Alvin Ailey American Dance Theater at NY City Center

Sunday, December 6, 2009, 7:30 PM

Festa Barocca (2008), choreographed by Mario Bigonzetti; music by G. F. Handel; costumes by Marc Happel.

This is a big, ebullient, full-ensemble piece that captures the spirit of the baroque—as its title and Handel soundtrack properly assert (and as its detractors have seemed oblivious to). Music apart, moreover, we see Baroque and baroqueness everywhere: in the wild abundance of color, in the generous undulations of silk, in spines’ swiveling slopes and limbs’ curlicues, in the mutability yet precision, extravagance yet playfulness overall. Amid the ornate, boisterous choreography here—especially lovely in the three duets—there are touches of flamenco, of courtly mannerism (at one moment a dancer’s stretch becomes a fancy curtsy), of hip-hop, of tango, of capoeira, of breaking, of voguing, of queeny righteousness. Where there’s baroque, there is exuberant attitudinal flaunting; so, too, here.

The piece begins with Hope Boykin dancing center-stage to the minuet from Rodelinda in front of a bright array of nearly still dancers, who move out little by little, step-wise and on beat, collectively like the slow-motion expansion of some impossibly colorful underwater plant. Boykin is MC-cum-sorceress, igniting the proceedings with each snap, conjuring forth movement from her still marionettish crew. When conscripted—or freed—into motion, the dancers in their larger formations soon reveal a choreography that is particularly upper-body-intensive. Arms coil, thrust out, frame the body at big angles, weave before the face in quick flourishes like a magician before the reveal, hoop around the partner’s body at great speed and varying heights—but without touching—like a game of tag for desiring adults.

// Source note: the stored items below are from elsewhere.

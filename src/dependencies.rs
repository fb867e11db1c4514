//! Dependency discovery for a repository.
//!
//! A repository depends on every repository that one of its components
//! mounts through the descriptor's `src` list. The repository itself is
//! never part of its own dependency set.

use std::collections::BTreeSet;
use std::fs;
use std::path::Path;

use log::debug;

use crate::component::{descriptor_path, ComponentSpec};
use crate::defaults::COMPONENTS_DIR;
use crate::error::Result;

/// Component directory names under `<repo_path>/components`, sorted.
///
/// A repository without a `components` directory has no components.
pub fn component_dirs(repo_path: &Path) -> Result<Vec<String>> {
    let components = repo_path.join(COMPONENTS_DIR);
    if !components.is_dir() {
        return Ok(Vec::new());
    }

    let mut names = Vec::new();
    for entry in fs::read_dir(&components)? {
        let entry = entry?;
        if entry.file_type()?.is_dir() {
            names.push(entry.file_name().to_string_lossy().into_owned());
        }
    }
    names.sort();
    Ok(names)
}

/// Union of the `src` lists of every component of the repository, minus
/// `repo_name`.
pub fn resolve_dependencies(repo_path: &Path, repo_name: &str) -> Result<BTreeSet<String>> {
    let mut dependencies = BTreeSet::new();

    for name in component_dirs(repo_path)? {
        let folder = repo_path.join(COMPONENTS_DIR).join(&name);
        if !descriptor_path(&folder, &name).is_file() {
            debug!("Skipping '{}': no component descriptor", folder.display());
            continue;
        }
        let spec = ComponentSpec::load(&folder, &name)?;
        dependencies.extend(spec.src);
    }

    dependencies.remove(repo_name);
    Ok(dependencies)
}
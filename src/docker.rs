//! # Container Images
//!
//! The [`ContainerEngine`] trait is the seam between robotdev and the
//! container runtime. [`DockerCli`] implements it with the `docker` command
//! line; remote robots are reached by setting `DOCKER_HOST` to an
//! `ssh://` URL, so images are built and run on the robot itself.
//!
//! [`BuildOrchestrator`] turns a [`ComponentDescriptor`] into build and push
//! operations. Dev images are built from the component folder; production
//! images from the environment's whole `src/` tree, so their recipe can copy
//! the repository together with its `SRC` dependencies.
//!
//! ## Build arguments
//!
//! Every build receives:
//!
//! - `REGISTRY`: the registry images are pushed to
//! - `SRC`: the component's source dependencies, space separated
//! - `ROS_PKGS`: the packages built inside the image, space separated
//! - any caller-supplied metadata pairs
//! - `FROM`: the dev image, for production builds only

use std::path::PathBuf;

use log::{debug, info};

use crate::component::{BuildType, ComponentDescriptor};
use crate::error::Result;
use crate::process::{CommandLine, CommandRunner, OutputMode, SystemRunner};

/// Parameters of a single `docker build`.
#[derive(Debug, Clone, PartialEq, Eq)]
pub struct BuildRequest {
    pub context: PathBuf,
    pub dockerfile: PathBuf,
    pub tag: String,
    pub build_args: Vec<(String, String)>,
}

/// Trait for container runtime operations - allows mocking in tests
pub trait ContainerEngine {
    fn build(&self, request: &BuildRequest) -> Result<()>;

    fn tag(&self, source: &str, target: &str) -> Result<()>;

    fn push(&self, image: &str) -> Result<()>;

    fn remove_image(&self, image: &str) -> Result<()>;

    /// Image of the running container called `name`, if there is one.
    fn container_image(&self, name: &str) -> Result<Option<String>>;

    /// `docker run <args>`. Interactive runs tolerate a non-zero exit.
    fn run(&self, args: &[String], interactive: bool) -> Result<()>;

    /// `docker exec <args>`. Interactive runs tolerate a non-zero exit.
    fn exec(&self, args: &[String], interactive: bool) -> Result<()>;
}

/// [`ContainerEngine`] backed by the `docker` command line.
pub struct DockerCli<R: CommandRunner = SystemRunner> {
    runner: R,
    docker_host: Option<String>,
    working_dir: Option<PathBuf>,
}

impl DockerCli<SystemRunner> {
    pub fn new(docker_host: Option<String>) -> Self {
        Self::with_runner(SystemRunner, docker_host)
    }
}

impl<R: CommandRunner> DockerCli<R> {
    pub fn with_runner(runner: R, docker_host: Option<String>) -> Self {
        Self {
            runner,
            docker_host,
            working_dir: None,
        }
    }

    /// Directory docker commands are started from.
    pub fn working_dir(mut self, dir: impl Into<PathBuf>) -> Self {
        self.working_dir = Some(dir.into());
        self
    }

    fn docker(&self) -> CommandLine {
        let mut cmd = CommandLine::new("docker");
        if let Some(host) = &self.docker_host {
            cmd = cmd.env("DOCKER_HOST", host.as_str());
        }
        if let Some(dir) = &self.working_dir {
            cmd = cmd.current_dir(dir);
        }
        cmd
    }

    fn attached(&self, cmd: CommandLine, interactive: bool) -> Result<()> {
        if interactive {
            if let Some(code) = self.runner.run_best_effort(&cmd)?.filter(|c| *c != 0) {
                info!("Command exited with code {}", code);
            }
            Ok(())
        } else {
            self.runner.run_streamed(&cmd)
        }
    }
}

/// Renders the `docker build` invocation for a request.
pub fn build_command(base: CommandLine, request: &BuildRequest) -> CommandLine {
    let mut cmd = base
        .arg("build")
        .opt("--tag", request.tag.as_str())
        .arg("-f")
        .path_arg(&request.dockerfile);
    for (key, value) in &request.build_args {
        cmd = cmd.opt("--build-arg", format!("{}={}", key, value));
    }
    cmd.path_arg(&request.context)
}

impl<R: CommandRunner> ContainerEngine for DockerCli<R> {
    fn build(&self, request: &BuildRequest) -> Result<()> {
        self.runner.run_streamed(&build_command(self.docker(), request))
    }

    fn tag(&self, source: &str, target: &str) -> Result<()> {
        self.runner
            .run_captured(&self.docker().args(["tag", source, target]))
            .map(|_| ())
    }

    fn push(&self, image: &str) -> Result<()> {
        self.runner.run_streamed(&self.docker().args(["push", image]))
    }

    fn remove_image(&self, image: &str) -> Result<()> {
        self.runner
            .run_captured(&self.docker().args(["rmi", image]))
            .map(|_| ())
    }

    fn container_image(&self, name: &str) -> Result<Option<String>> {
        let cmd = self
            .docker()
            .args(["container", "ls", "--filter"])
            .arg(format!("name=^{}$", name))
            .args(["--format", "{{.Image}}"]);
        let output = self.runner.execute(&cmd, OutputMode::Capture)?;
        if !output.is_success() {
            debug!("Could not list containers: {}", output.stderr.trim());
            return Ok(None);
        }
        Ok(output
            .stdout
            .lines()
            .map(str::trim)
            .find(|line| !line.is_empty())
            .map(String::from))
    }

    fn run(&self, args: &[String], interactive: bool) -> Result<()> {
        self.attached(self.docker().arg("run").args(args.iter().cloned()), interactive)
    }

    fn exec(&self, args: &[String], interactive: bool) -> Result<()> {
        self.attached(self.docker().arg("exec").args(args.iter().cloned()), interactive)
    }
}

/// Labels baked into production images: the repository manifest and the
/// resolved component descriptor, both as JSON.
pub fn image_metadata(
    manifest_json: &str,
    descriptor: &ComponentDescriptor,
) -> Result<Vec<(String, String)>> {
    Ok(vec![
        ("REPO_MANIFEST".to_string(), manifest_json.to_string()),
        ("COMPONENT_DESCRIPTOR".to_string(), descriptor.to_json()?),
    ])
}

/// Builds and pushes component images through a [`ContainerEngine`].
pub struct BuildOrchestrator<'a> {
    engine: &'a dyn ContainerEngine,
    registry: String,
}

impl<'a> BuildOrchestrator<'a> {
    pub fn new(engine: &'a dyn ContainerEngine, registry: impl Into<String>) -> Self {
        Self {
            engine,
            registry: registry.into(),
        }
    }

    /// The build request for one image variant of a component.
    pub fn build_request(
        &self,
        descriptor: &ComponentDescriptor,
        build_type: BuildType,
        metadata: &[(String, String)],
    ) -> BuildRequest {
        let (context, dockerfile) = match build_type {
            BuildType::Dev => (descriptor.folder_path.clone(), descriptor.dockerfile.clone()),
            BuildType::Prod => (
                descriptor.src_dir.clone(),
                descriptor.production_dockerfile().to_path_buf(),
            ),
        };

        let mut build_args = vec![
            ("REGISTRY".to_string(), self.registry.clone()),
            ("SRC".to_string(), descriptor.spec.src.join(" ")),
            ("ROS_PKGS".to_string(), descriptor.spec.ros_pkgs.join(" ")),
        ];
        build_args.extend(metadata.iter().cloned());
        if build_type == BuildType::Prod {
            build_args.push(("FROM".to_string(), descriptor.image_name(BuildType::Dev)));
        }

        BuildRequest {
            context,
            dockerfile,
            tag: descriptor.image_name(build_type),
            build_args,
        }
    }

    /// Builds the image and returns its name.
    pub fn build_image(
        &self,
        descriptor: &ComponentDescriptor,
        build_type: BuildType,
        metadata: &[(String, String)],
    ) -> Result<String> {
        let request = self.build_request(descriptor, build_type, metadata);
        println!("🔨 Building {} image '{}'", build_type, request.tag);
        self.engine.build(&request)?;
        Ok(request.tag)
    }

    /// Pushes the image to the registry and returns the pushed reference.
    ///
    /// The registry-qualified tag is removed afterwards, even when the push
    /// failed.
    pub fn push_image(
        &self,
        descriptor: &ComponentDescriptor,
        build_type: BuildType,
    ) -> Result<String> {
        let image = descriptor.image_name(build_type);
        let remote = format!("{}/{}", self.registry, image);
        println!("📤 Pushing {} image '{}'", build_type, remote);

        self.engine.tag(&image, &remote)?;
        let pushed = self.engine.push(&remote);
        let removed = self.engine.remove_image(&remote);
        pushed?;
        removed?;
        Ok(remote)
    }
}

Having now seen this performance, one cannot but find the two New York Times reviews of Festa Barocca’s debut this time last year wildly—perhaps willfully—out of touch. Alastair Macaulay complained of too much that is “acrobatic”—any trace of stunty mass entertainment clearly heretical—as well as “foot fetishism.” But what he deemed “foot fetishism” was Bigonzetti’s attempt to consider for feet in dance some role other than points of gravitation, tips of leg extension, deserving tangency only with the ground. Why not use the foot’s flexed firmness to hook and hang from, why not let the curves of that neglected ticklish surface between toes and heel run over and find rhyme along the partner’s body? Two of the most affecting duets in Festa Barocca—between Constance Stamatiou and Clifton Brown, and then between Linda Celeste Sims and Glenn Allen Sims—do just that. One gets the impression that feet—the biped’s workhorses, after all, the body parts that affirm our earthliness with every use, precisely by keeping the rest of our bodies from touching the ground—are for Macaulay, who writes so superbly on ballet, still the bloodied, bruised embarrassments to be tucked up in shapely satin.

In a less protracted dismissal, Roslyn Sulcas in her review marveled of what she deemed “no kind of refinement” that “The audience loved this, as though they were privy to some sort of insider joke.” One might marvel instead, however, that such a disdainful and uninformative sentence, along with non-descriptions such as “fake-intense, semi-sexy, semi-anguished duets,” can get by as dance criticism. That it has might even lead one to presume some telltale demographic gap between NYT readers and Alvin Ailey ticket-holders that does not in fact exist. It is Sulcas’s problem, in other words, not the audience’s. To imply that “refinement” should be dance’s sole ambition, sole criterion, is to amputate from dance’s universe a majority of its cultures and epochs. And indeed there were jokes throughout Festa Barocca. And that was the point—this transmutation and elaboration of recognizable vocabulary (recognizable from neighborhoods, from clubs, from television if nothing else) into abstracter forms, more complex formations. One need not have been any insider to revel in them, or to find splendor and take joy in the whole.